Are We Developing an Informative Internet?
Several serious glitches have delayed the further improvement of the internet as an effective information resource. Oh, sure it is the world's largest library and thousands of new webpages are published every hour. But this trite statement disguises how slow the informative value of the internet is developing.
The internet holds so very much promise. Marketing mantras tell us so, but few of us grasp this technology will completely rewrite the rules of community, government and the exchange of intellectually valuable information.
One of the hurdles is vision. We are not yet delivering the information pertaining to community, government and the exchange of intellectually valuable (improved) information. We are only proceeding quickly with market information and computer-related information. We are still toying with further ways the internet can transform other areas of our life.
We should have achieved more by now.
The net is still very disorganized. A number of developments promise to eventually make the internet less confusing and better organized. To date, we have several cumbersome techniques, a large collection of search tools and a great deal of potentially interesting links.
As mentioned, thinking about who is publishing assists us with our search. Applying this to where information is emerging - and we learn much of the best information is not reaching the internet. Certainly, the commercially generated information is not reaching the internet (covered below). The large research studies paid for by public funds and slowly aging on the shelves of government and non-government organizations are also not coming online. Government, institutional and commercial organizations primarily publish brochure-ware - as befitting the presentation of market information. (Even offering to publish such documents freely does not appreciably affect this trend as the restrictions are not financial, but mindset. See our past work.)
We should recognize few of the more valuable documents emerge online.
Further Reading: Socially Responsible Publishing on the Internet ('97)
(Available on request)
A Census of Regionally Important Documents on the Web ('96)
(Available on request)
The internet excites me with the promise of a real community rebirth arising from this technology. For the first time in history we should be able to discuss in an informed manner any number of issues from crime to taxation. Tied into this are issues of government transparency, international assistance, anti-corporate market reform and community involvement. Unfortunately, my experience with mailing lists and more recently with a newsgroup confirm the difficulties in developing discussion. Discussion groups function as notice board. Unfortunately, the difficulty in developing participation, and in moderation, are just a little too cumbersome to be successful. For many discussion groups, the chaff overwhelms the wheat, and the information content is far from considerable.

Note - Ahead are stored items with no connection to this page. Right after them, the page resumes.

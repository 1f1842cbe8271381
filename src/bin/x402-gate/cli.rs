//! Command-line interface definition.

use clap::{Parser, ValueEnum};
use std::path::PathBuf;
use x402_gate::config::GateConfig;
use x402_gate::Chain;

/// Diagnostic tool for the x402 payment gate: print 402 requirement
/// descriptors and check proofs against a facilitator.
#[derive(Parser, Debug)]
#[command(name = "x402-gate")]
#[command(author, version, about, long_about = None)]
pub struct Cli {
    /// Amount to require, in cents.
    #[arg(long, short, default_value = "500")]
    pub amount_cents: u64,

    /// Description of what is being paid for.
    #[arg(long, short, default_value = "Premium content")]
    pub description: String,

    /// Preferred chain family for descriptor ordering.
    #[arg(long, value_enum, default_value = "evm")]
    pub preferred_chain: CliChain,

    /// Include test-network entries in the descriptor.
    #[arg(long, env = "X402_TESTNET")]
    pub testnet: bool,

    /// EVM payout address.
    #[arg(long, env = "X402_PAY_TO_EVM")]
    pub pay_to_evm: Option<String>,

    /// Solana payout address.
    #[arg(long, env = "X402_PAY_TO_SOLANA")]
    pub pay_to_solana: Option<String>,

    /// Facilitator base URL.
    #[arg(long, env = "X402_FACILITATOR_URL")]
    pub facilitator_url: Option<String>,

    /// Require a facilitator round-trip when verifying.
    #[arg(long, env = "X402_STRICT_VERIFY")]
    pub strict_verify: bool,

    /// Proof token to verify instead of printing a descriptor.
    #[arg(long)]
    pub proof: Option<String>,

    /// Log level.
    #[arg(long, default_value = "info", env = "RUST_LOG")]
    pub log_level: String,

    /// Path to configuration file.
    #[arg(long, short)]
    pub config: Option<PathBuf>,
}

/// Chain family CLI enum.
#[derive(Debug, Clone, Copy, ValueEnum)]
pub enum CliChain {
    /// EVM-compatible chains.
    Evm,
    /// Solana.
    Solana,
}

impl From<CliChain> for Chain {
    fn from(c: CliChain) -> Self {
        match c {
            CliChain::Evm => Self::Evm,
            CliChain::Solana => Self::Solana,
        }
    }
}

impl Cli {
    /// Convert CLI arguments into a `GateConfig`.
    ///
    /// # Errors
    ///
    /// Returns an error if a config file is specified but cannot be loaded.
    pub fn to_config(&self) -> color_eyre::Result<GateConfig> {
        // Start with an explicit config file, the default location, or
        // built-in defaults.
        let mut config = if let Some(ref path) = self.config {
            GateConfig::from_file(path)?
        } else {
            let default_path = x402_gate::config::default_config_path();
            if default_path.exists() {
                GateConfig::from_file(&default_path)?
            } else {
                GateConfig::default()
            }
        };

        // Override with CLI arguments
        if let Some(ref url) = self.facilitator_url {
            config.facilitator_url = url.clone();
        }
        if self.pay_to_evm.is_some() {
            config.platform_wallet_evm = self.pay_to_evm.clone();
        }
        if self.pay_to_solana.is_some() {
            config.platform_wallet_solana = self.pay_to_solana.clone();
        }
        config.strict_verify = self.strict_verify;
        config.testnet = self.testnet;
        config.preferred_chain = self.preferred_chain.into();
        config.log_level = self.log_level.clone();

        config.validate()?;
        Ok(config)
    }
}

#[cfg(test)]
#[allow(clippy::expect_used)]
mod tests {
    use super::*;

    #[test]
    fn test_log_level_flows_into_config() {
        let cli = Cli::try_parse_from(["x402-gate", "--log-level", "debug"]).expect("parse");
        let config = cli.to_config().expect("resolve config");
        assert_eq!(config.log_level, "debug");
    }

    #[test]
    fn test_wallet_flags_override_config() {
        let cli = Cli::try_parse_from(["x402-gate", "--pay-to-evm", "0xcli"]).expect("parse");
        let config = cli.to_config().expect("resolve config");
        assert_eq!(config.platform_wallet_evm.as_deref(), Some("0xcli"));
    }
}
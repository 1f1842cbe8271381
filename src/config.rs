//! Configuration for the payment gate.
//!
//! All environment-derived settings are resolved once, here, into an
//! explicit [`GateConfig`] that is passed by reference into the requirement
//! builder, verifier, and ledger at construction time.

use crate::chains::Chain;
use serde::{Deserialize, Serialize};
use std::path::PathBuf;
use std::time::Duration;

/// Default facilitator base URL.
pub const DEFAULT_FACILITATOR_URL: &str = "https://x402.org/facilitator";

/// Payment gate configuration.
#[derive(Debug, Clone, Serialize, Deserialize)]
pub struct GateConfig {
    /// Platform fee percentage applied to every settlement (0-100).
    #[serde(default = "default_fee_percent")]
    pub fee_percent: u8,

    /// Platform payout wallet on EVM chains. Receives settlements when a
    /// resource has no payout wallet of its own.
    #[serde(default)]
    pub platform_wallet_evm: Option<String>,

    /// Platform payout wallet on Solana.
    #[serde(default)]
    pub platform_wallet_solana: Option<String>,

    /// Facilitator base URL for proof verification.
    #[serde(default = "default_facilitator_url")]
    pub facilitator_url: String,

    /// Require a facilitator round-trip for every proof. When false, any
    /// non-empty proof is accepted (development only - insecure), and each
    /// acceptance mints a fresh synthetic settlement reference, so replay
    /// protection does not deduplicate resubmitted proofs in that mode.
    #[serde(default)]
    pub strict_verify: bool,

    /// Include test networks (Base Sepolia, Solana Devnet) in descriptors.
    #[serde(default)]
    pub testnet: bool,

    /// Preferred chain family for descriptor ordering.
    #[serde(default)]
    pub preferred_chain: Chain,

    /// Timeout for facilitator verification calls, in seconds.
    #[serde(default = "default_verify_timeout_secs")]
    pub verify_timeout_secs: u64,

    /// Capacity of the replay guard (settled references kept in memory).
    #[serde(default = "default_replay_capacity")]
    pub replay_capacity: usize,

    /// Log level.
    #[serde(default = "default_log_level")]
    pub log_level: String,
}

impl Default for GateConfig {
    fn default() -> Self {
        Self {
            fee_percent: default_fee_percent(),
            platform_wallet_evm: None,
            platform_wallet_solana: None,
            facilitator_url: default_facilitator_url(),
            strict_verify: false,
            testnet: false,
            preferred_chain: Chain::default(),
            verify_timeout_secs: default_verify_timeout_secs(),
            replay_capacity: default_replay_capacity(),
            log_level: default_log_level(),
        }
    }
}

const fn default_fee_percent() -> u8 {
    25
}

fn default_facilitator_url() -> String {
    DEFAULT_FACILITATOR_URL.to_string()
}

const fn default_verify_timeout_secs() -> u64 {
    30
}

const fn default_replay_capacity() -> usize {
    100_000
}

fn default_log_level() -> String {
    "info".to_string()
}

/// Default configuration file path.
#[must_use]
pub fn default_config_path() -> PathBuf {
    directories::ProjectDirs::from("", "", "x402-gate")
        .map(|dirs| dirs.config_dir().join("config.toml"))
        .unwrap_or_else(|| PathBuf::from("x402-gate.toml"))
}

impl GateConfig {
    /// Load configuration from a TOML file.
    ///
    /// # Errors
    ///
    /// Returns an error if the file cannot be read or parsed, or if the
    /// parsed configuration fails validation.
    pub fn from_file(path: &std::path::Path) -> crate::Result<Self> {
        let content = std::fs::read_to_string(path)?;
        let config: Self =
            toml::from_str(&content).map_err(|e| crate::Error::Config(e.to_string()))?;
        config.validate()?;
        Ok(config)
    }

    /// Save configuration to a TOML file.
    ///
    /// # Errors
    ///
    /// Returns an error if the file cannot be written.
    pub fn to_file(&self, path: &std::path::Path) -> crate::Result<()> {
        let content =
            toml::to_string_pretty(self).map_err(|e| crate::Error::Config(e.to_string()))?;
        std::fs::write(path, content)?;
        Ok(())
    }

    /// Build configuration from the process environment, resolved once at
    /// startup. Recognized variables: `X402_FACILITATOR_URL`,
    /// `X402_PAY_TO_EVM`, `X402_PAY_TO_SOLANA`, `PLATFORM_FEE_PERCENT`,
    /// `X402_STRICT_VERIFY`, `X402_TESTNET`.
    ///
    /// # Errors
    ///
    /// Returns an error if a variable is present but unparseable, or if the
    /// resulting configuration fails validation.
    pub fn from_env() -> crate::Result<Self> {
        let mut config = Self::default();

        if let Some(url) = env_nonempty("X402_FACILITATOR_URL") {
            config.facilitator_url = url;
        }
        config.platform_wallet_evm = env_nonempty("X402_PAY_TO_EVM");
        config.platform_wallet_solana = env_nonempty("X402_PAY_TO_SOLANA");

        if let Some(fee) = env_nonempty("PLATFORM_FEE_PERCENT") {
            config.fee_percent = fee
                .parse()
                .map_err(|_| crate::Error::Config(format!("bad PLATFORM_FEE_PERCENT: {fee}")))?;
        }
        if let Some(strict) = env_nonempty("X402_STRICT_VERIFY") {
            config.strict_verify = strict == "true" || strict == "1";
        }
        if let Some(testnet) = env_nonempty("X402_TESTNET") {
            config.testnet = testnet == "true" || testnet == "1";
        }

        config.validate()?;
        Ok(config)
    }

    /// Validate invariants that serde defaults cannot express.
    ///
    /// # Errors
    ///
    /// Returns an error if `fee_percent` exceeds 100.
    pub fn validate(&self) -> crate::Result<()> {
        if self.fee_percent > 100 {
            return Err(crate::Error::Config(format!(
                "fee_percent must be 0-100, got {}",
                self.fee_percent
            )));
        }
        Ok(())
    }

    /// Verification timeout as a [`Duration`].
    #[must_use]
    pub fn verify_timeout(&self) -> Duration {
        Duration::from_secs(self.verify_timeout_secs)
    }

    /// Platform payout wallet for the given chain family.
    #[must_use]
    pub fn platform_wallet(&self, chain: Chain) -> Option<&str> {
        match chain {
            Chain::Evm => self.platform_wallet_evm.as_deref(),
            Chain::Solana => self.platform_wallet_solana.as_deref(),
        }
    }
}

fn env_nonempty(name: &str) -> Option<String> {
    std::env::var(name).ok().filter(|v| !v.trim().is_empty())
}

#[cfg(test)]
#[allow(clippy::expect_used)]
mod tests {
    use super::*;

    #[test]
    fn test_default_config() {
        let config = GateConfig::default();
        assert_eq!(config.fee_percent, 25);
        assert_eq!(config.facilitator_url, DEFAULT_FACILITATOR_URL);
        assert!(!config.strict_verify);
        assert!(!config.testnet);
        assert_eq!(config.preferred_chain, Chain::Evm);
        assert_eq!(config.verify_timeout_secs, 30);
        config.validate().expect("default config is valid");
    }

    #[test]
    fn test_fee_percent_validation() {
        let config = GateConfig {
            fee_percent: 101,
            ..GateConfig::default()
        };
        assert!(config.validate().is_err());

        let config = GateConfig {
            fee_percent: 100,
            ..GateConfig::default()
        };
        config.validate().expect("100 percent is allowed");
    }

    #[test]
    fn test_platform_wallet_per_chain() {
        let config = GateConfig {
            platform_wallet_evm: Some("0xabc".to_string()),
            ..GateConfig::default()
        };
        assert_eq!(config.platform_wallet(Chain::Evm), Some("0xabc"));
        assert_eq!(config.platform_wallet(Chain::Solana), None);
    }

    #[test]
    fn test_toml_round_trip() {
        let dir = tempfile::tempdir().expect("tempdir");
        let path = dir.path().join("config.toml");

        let config = GateConfig {
            fee_percent: 10,
            platform_wallet_solana: Some("So1anaWa11et".to_string()),
            testnet: true,
            ..GateConfig::default()
        };
        config.to_file(&path).expect("save");

        let loaded = GateConfig::from_file(&path).expect("load");
        assert_eq!(loaded.fee_percent, 10);
        assert_eq!(
            loaded.platform_wallet_solana.as_deref(),
            Some("So1anaWa11et")
        );
        assert!(loaded.testnet);
    }

    #[test]
    fn test_partial_toml_uses_defaults() {
        let config: GateConfig =
            toml::from_str("fee_percent = 30\n").expect("parse partial config");
        assert_eq!(config.fee_percent, 30);
        assert_eq!(config.facilitator_url, DEFAULT_FACILITATOR_URL);
        assert_eq!(config.replay_capacity, 100_000);
    }
}
//! Proof-of-payment extraction from request headers.
//!
//! Purely transport-level: the token is pulled out of the primary header
//! (`PAYMENT-SIGNATURE`) or its legacy alias (`X-PAYMENT`) and handed to the
//! verifier untouched. Presence alone does not imply validity.

use std::collections::HashMap;

/// Primary proof header name.
pub const PAYMENT_HEADER: &str = "payment-signature";

/// Legacy alias checked when the primary header is absent.
pub const LEGACY_PAYMENT_HEADER: &str = "x-payment";

/// An opaque, non-empty proof-of-payment token.
#[derive(Debug, Clone, PartialEq, Eq)]
pub struct ProofOfPayment(String);

impl ProofOfPayment {
    /// Wrap a token, rejecting empty or whitespace-only values.
    #[must_use]
    pub fn new(token: impl Into<String>) -> Option<Self> {
        let token = token.into();
        let trimmed = token.trim();
        if trimmed.is_empty() {
            None
        } else {
            Some(Self(trimmed.to_string()))
        }
    }

    /// The raw token string.
    #[must_use]
    pub fn as_str(&self) -> &str {
        &self.0
    }
}

/// Case-insensitive lookup over a request's headers.
///
/// Implemented for plain collections so the extractor stays independent of
/// any particular HTTP framework.
pub trait HeaderLookup {
    /// Get a header value by case-insensitive name.
    fn header(&self, name: &str) -> Option<&str>;
}

impl HeaderLookup for HashMap<String, String> {
    fn header(&self, name: &str) -> Option<&str> {
        self.iter()
            .find(|(k, _)| k.eq_ignore_ascii_case(name))
            .map(|(_, v)| v.as_str())
    }
}

impl HeaderLookup for [(String, String)] {
    fn header(&self, name: &str) -> Option<&str> {
        self.iter()
            .find(|(k, _)| k.eq_ignore_ascii_case(name))
            .map(|(_, v)| v.as_str())
    }
}

impl HeaderLookup for Vec<(String, String)> {
    fn header(&self, name: &str) -> Option<&str> {
        self.as_slice().header(name)
    }
}

impl<T: HeaderLookup + ?Sized> HeaderLookup for &T {
    fn header(&self, name: &str) -> Option<&str> {
        (**self).header(name)
    }
}

/// Extract a proof-of-payment token from request headers.
///
/// Checks [`PAYMENT_HEADER`] first, then [`LEGACY_PAYMENT_HEADER`]. Returns
/// `None` when neither is present or the value is empty.
pub fn extract_proof(headers: &impl HeaderLookup) -> Option<ProofOfPayment> {
    headers
        .header(PAYMENT_HEADER)
        .or_else(|| headers.header(LEGACY_PAYMENT_HEADER))
        .and_then(ProofOfPayment::new)
}
use std::path::Path;

use anyhow::Result;
use log::{info, warn};

use crate::scan::aggregator::Aggregator;
use crate::scan::extractor::ClassExtractor;
use crate::scan::file_collector::FileCollector;
use crate::scan::noise::strip_noise;
use crate::scan::types::{ScanOptions, ScanResult};
use crate::utils::file_utils;

/// Style scanner responsible for walking a directory tree and extracting
/// class tokens from markup files
#[derive(Debug)]
pub struct StyleScanner {
    /// Configuration options for scanning
    options: ScanOptions,

    /// File collector for finding markup files
    file_collector: FileCollector,

    /// Extractor for class tokens
    extractor: ClassExtractor,
}

impl StyleScanner {
    /// Create a new style scanner with the given options
    pub fn new(options: ScanOptions) -> Self {
        Self {
            file_collector: FileCollector::from_options(&options),
            extractor: ClassExtractor::new(),
            options,
        }
    }

    /// Create a new style scanner with default options
    pub fn with_defaults() -> Self {
        Self::new(ScanOptions::default())
    }

    /// Scan a directory tree and return the finalized result.
    ///
    /// Fails only when the root is not a directory. Files are processed one
    /// at a time, strictly in sequence: read, strip noise, extract, record.
    /// A file that cannot be read is logged, counted in the stats, and
    /// skipped; the walk always continues to the next file.
    pub fn scan_directory(&self, root: impl AsRef<Path>) -> Result<ScanResult> {
        let root = root.as_ref();
        info!("Scanning directory: {}", root.display());

        let tree = self.file_collector.collect(root)?;
        info!("Found {} markup files to process", tree.files.len());

        let mut aggregator = Aggregator::new();
        for dir in &tree.directories {
            aggregator.visit_directory(dir);
        }

        for file in &tree.files {
            let dir = file.parent().unwrap_or(root);
            match file_utils::read_file_to_string(file) {
                Ok(content) => {
                    if content.trim().is_empty() {
                        aggregator.record_empty(file);
                        continue;
                    }
                    let cleaned = strip_noise(&content);
                    let matches = self.extractor.extract(&cleaned, file);
                    aggregator.add_matches(dir, matches);
                }
                Err(e) => {
                    warn!("Skipping file {}: {:#}", file.display(), e);
                    aggregator.record_error(file);
                }
            }
        }

        let result = aggregator.finish();
        info!(
            "Processed {} files, found {} class tokens ({} unique)",
            result.stats.total_files,
            result.total_matches,
            result.unique_classes.len()
        );
        Ok(result)
    }

    /// Get the options this scanner was built with
    pub fn options(&self) -> &ScanOptions {
        &self.options
    }
}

The financial rewards are also minimal for establishing and maintaining discussion groups. Dramatic improvement to the informative value of the internet is unlikely to emerge here.
Further Reading: How to build a discussion on the Internet (by David Novak - available on request.
We have alluded to the importance of editorial and organization on the internet. There are several severe limitations to this - first and foremost the difficulty in gathering financial rewards for meaningful work improving and organizing information.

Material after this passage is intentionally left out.